Saved data entries:
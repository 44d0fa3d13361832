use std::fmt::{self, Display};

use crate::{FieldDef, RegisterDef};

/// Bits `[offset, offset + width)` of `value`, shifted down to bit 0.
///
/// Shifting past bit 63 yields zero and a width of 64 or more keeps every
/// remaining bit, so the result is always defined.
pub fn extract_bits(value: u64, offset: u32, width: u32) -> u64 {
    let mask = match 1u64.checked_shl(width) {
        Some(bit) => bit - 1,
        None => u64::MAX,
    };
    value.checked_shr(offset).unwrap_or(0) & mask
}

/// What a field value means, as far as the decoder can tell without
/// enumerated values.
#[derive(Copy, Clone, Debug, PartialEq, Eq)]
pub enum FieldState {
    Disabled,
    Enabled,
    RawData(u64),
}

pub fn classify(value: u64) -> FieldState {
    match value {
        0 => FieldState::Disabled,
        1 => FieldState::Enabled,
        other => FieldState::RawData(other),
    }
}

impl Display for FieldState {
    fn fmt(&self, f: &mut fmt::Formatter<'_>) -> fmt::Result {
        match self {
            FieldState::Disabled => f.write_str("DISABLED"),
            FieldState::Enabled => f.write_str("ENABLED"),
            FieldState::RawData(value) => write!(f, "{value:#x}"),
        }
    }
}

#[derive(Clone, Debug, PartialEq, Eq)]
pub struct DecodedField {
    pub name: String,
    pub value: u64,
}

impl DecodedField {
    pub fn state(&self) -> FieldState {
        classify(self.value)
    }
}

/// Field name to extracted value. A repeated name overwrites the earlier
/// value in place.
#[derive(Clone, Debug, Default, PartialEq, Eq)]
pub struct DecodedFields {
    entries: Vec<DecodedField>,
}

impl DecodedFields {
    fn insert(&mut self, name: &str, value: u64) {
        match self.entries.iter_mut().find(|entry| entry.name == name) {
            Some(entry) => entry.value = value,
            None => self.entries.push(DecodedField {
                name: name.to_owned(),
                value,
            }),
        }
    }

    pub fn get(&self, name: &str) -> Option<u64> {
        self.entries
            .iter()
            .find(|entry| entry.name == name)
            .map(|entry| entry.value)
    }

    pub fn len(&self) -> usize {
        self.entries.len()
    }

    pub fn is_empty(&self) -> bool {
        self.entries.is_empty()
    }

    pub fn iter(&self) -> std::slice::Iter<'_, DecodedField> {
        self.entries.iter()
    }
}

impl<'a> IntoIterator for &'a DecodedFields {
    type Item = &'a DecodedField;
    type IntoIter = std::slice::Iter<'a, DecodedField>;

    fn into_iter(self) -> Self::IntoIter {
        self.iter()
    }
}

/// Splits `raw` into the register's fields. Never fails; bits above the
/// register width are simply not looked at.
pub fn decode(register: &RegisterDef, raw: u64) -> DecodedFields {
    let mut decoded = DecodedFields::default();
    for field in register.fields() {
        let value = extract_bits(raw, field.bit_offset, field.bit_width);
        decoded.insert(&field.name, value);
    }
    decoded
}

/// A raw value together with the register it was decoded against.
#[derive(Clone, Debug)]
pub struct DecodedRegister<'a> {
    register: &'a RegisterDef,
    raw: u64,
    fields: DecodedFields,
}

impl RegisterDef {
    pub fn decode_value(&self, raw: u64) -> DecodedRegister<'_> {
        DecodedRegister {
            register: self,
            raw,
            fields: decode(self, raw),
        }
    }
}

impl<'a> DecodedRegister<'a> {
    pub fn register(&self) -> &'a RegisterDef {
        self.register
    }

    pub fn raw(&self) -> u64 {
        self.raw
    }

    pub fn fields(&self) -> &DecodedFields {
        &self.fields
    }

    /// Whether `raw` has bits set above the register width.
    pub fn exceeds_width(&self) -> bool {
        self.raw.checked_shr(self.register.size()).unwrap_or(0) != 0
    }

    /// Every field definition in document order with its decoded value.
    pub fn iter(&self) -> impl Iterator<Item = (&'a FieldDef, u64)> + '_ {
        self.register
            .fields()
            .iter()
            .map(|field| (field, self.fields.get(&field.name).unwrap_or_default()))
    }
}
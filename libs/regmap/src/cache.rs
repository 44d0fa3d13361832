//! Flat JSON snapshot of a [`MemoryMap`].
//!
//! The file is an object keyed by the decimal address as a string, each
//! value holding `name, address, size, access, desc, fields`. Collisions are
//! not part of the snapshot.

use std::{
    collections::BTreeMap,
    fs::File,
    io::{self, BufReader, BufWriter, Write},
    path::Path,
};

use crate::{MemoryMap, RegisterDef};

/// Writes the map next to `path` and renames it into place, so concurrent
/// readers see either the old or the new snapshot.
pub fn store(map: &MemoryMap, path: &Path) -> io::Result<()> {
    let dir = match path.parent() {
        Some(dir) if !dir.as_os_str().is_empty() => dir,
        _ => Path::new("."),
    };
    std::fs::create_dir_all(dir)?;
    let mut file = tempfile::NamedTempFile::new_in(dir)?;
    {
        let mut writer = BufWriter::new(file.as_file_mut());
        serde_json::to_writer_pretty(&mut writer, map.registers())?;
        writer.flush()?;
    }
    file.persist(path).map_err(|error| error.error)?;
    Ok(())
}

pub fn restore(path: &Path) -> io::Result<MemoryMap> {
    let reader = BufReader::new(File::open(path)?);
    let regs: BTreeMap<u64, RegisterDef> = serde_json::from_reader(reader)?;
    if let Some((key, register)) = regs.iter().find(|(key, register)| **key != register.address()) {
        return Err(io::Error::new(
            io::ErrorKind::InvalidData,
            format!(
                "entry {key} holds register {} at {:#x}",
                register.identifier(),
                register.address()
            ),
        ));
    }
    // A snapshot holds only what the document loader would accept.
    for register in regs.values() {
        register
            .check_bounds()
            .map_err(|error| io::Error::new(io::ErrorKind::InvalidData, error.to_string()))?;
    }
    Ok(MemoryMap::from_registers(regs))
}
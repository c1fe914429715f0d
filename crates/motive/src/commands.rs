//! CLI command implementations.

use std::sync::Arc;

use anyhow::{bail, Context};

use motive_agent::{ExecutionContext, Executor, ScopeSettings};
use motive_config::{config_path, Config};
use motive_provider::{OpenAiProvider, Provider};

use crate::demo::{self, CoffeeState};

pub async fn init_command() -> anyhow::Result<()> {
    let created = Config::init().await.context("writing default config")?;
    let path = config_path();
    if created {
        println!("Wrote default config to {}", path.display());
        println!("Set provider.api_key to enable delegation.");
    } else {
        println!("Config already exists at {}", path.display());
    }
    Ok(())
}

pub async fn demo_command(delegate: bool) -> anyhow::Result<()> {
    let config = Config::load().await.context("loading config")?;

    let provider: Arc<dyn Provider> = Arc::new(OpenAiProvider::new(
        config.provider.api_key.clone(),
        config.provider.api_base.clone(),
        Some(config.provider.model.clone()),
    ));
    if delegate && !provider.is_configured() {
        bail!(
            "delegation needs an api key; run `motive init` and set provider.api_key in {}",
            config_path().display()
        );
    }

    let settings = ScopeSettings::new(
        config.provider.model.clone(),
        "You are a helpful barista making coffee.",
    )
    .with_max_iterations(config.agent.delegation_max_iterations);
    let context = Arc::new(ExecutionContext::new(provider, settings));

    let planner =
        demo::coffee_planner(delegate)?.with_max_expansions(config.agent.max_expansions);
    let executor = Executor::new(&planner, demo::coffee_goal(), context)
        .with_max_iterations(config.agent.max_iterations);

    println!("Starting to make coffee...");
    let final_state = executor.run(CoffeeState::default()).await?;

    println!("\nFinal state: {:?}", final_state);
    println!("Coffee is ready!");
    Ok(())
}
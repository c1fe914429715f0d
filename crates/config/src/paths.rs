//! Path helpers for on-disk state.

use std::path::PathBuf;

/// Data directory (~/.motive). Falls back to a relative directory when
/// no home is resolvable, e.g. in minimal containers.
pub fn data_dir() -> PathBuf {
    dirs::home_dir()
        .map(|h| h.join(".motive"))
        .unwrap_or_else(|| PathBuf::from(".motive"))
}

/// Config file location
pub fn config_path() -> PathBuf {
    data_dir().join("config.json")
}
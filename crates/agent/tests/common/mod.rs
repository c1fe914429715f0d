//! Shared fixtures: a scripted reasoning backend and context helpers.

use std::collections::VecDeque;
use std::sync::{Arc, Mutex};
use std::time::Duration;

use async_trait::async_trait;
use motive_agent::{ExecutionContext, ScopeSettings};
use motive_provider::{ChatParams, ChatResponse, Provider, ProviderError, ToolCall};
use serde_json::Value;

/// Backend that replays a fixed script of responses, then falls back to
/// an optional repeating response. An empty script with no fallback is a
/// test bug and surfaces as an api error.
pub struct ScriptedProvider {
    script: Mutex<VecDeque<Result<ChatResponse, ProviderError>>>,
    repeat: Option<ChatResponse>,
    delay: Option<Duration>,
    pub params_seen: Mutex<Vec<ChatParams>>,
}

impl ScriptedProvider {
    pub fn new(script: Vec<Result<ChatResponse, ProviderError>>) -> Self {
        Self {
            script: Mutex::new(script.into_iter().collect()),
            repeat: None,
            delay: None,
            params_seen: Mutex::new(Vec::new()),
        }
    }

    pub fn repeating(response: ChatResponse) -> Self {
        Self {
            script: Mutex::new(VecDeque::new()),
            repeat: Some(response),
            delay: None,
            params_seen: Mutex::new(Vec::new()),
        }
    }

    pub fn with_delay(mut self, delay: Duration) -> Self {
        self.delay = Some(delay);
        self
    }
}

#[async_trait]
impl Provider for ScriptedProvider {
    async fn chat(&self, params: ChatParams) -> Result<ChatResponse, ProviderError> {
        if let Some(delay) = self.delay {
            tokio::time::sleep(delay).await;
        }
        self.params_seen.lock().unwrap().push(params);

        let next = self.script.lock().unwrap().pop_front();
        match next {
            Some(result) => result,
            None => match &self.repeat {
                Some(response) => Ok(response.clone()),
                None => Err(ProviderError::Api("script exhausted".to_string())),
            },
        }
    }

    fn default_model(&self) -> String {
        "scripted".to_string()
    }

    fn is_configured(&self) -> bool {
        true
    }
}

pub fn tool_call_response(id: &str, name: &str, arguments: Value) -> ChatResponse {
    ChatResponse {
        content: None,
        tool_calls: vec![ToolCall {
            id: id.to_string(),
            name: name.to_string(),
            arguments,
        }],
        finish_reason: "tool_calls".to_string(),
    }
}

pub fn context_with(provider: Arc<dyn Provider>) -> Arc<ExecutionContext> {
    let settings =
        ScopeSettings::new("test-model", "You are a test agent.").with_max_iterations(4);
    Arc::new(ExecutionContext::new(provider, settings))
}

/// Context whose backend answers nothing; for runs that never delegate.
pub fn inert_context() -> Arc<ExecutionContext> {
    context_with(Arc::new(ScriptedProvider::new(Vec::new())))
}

*Goal of the exercise*. Wherever the word "MemoryMap" occurs in the data, copy that whole line.

*Result*.
//! Flat JSON snapshot of a [`MemoryMap`].
use crate::{MemoryMap, RegisterDef};
pub fn store(map: &MemoryMap, path: &Path) -> io::Result<()> {
pub fn restore(path: &Path) -> io::Result<MemoryMap> {
    Ok(MemoryMap::from_registers(regs))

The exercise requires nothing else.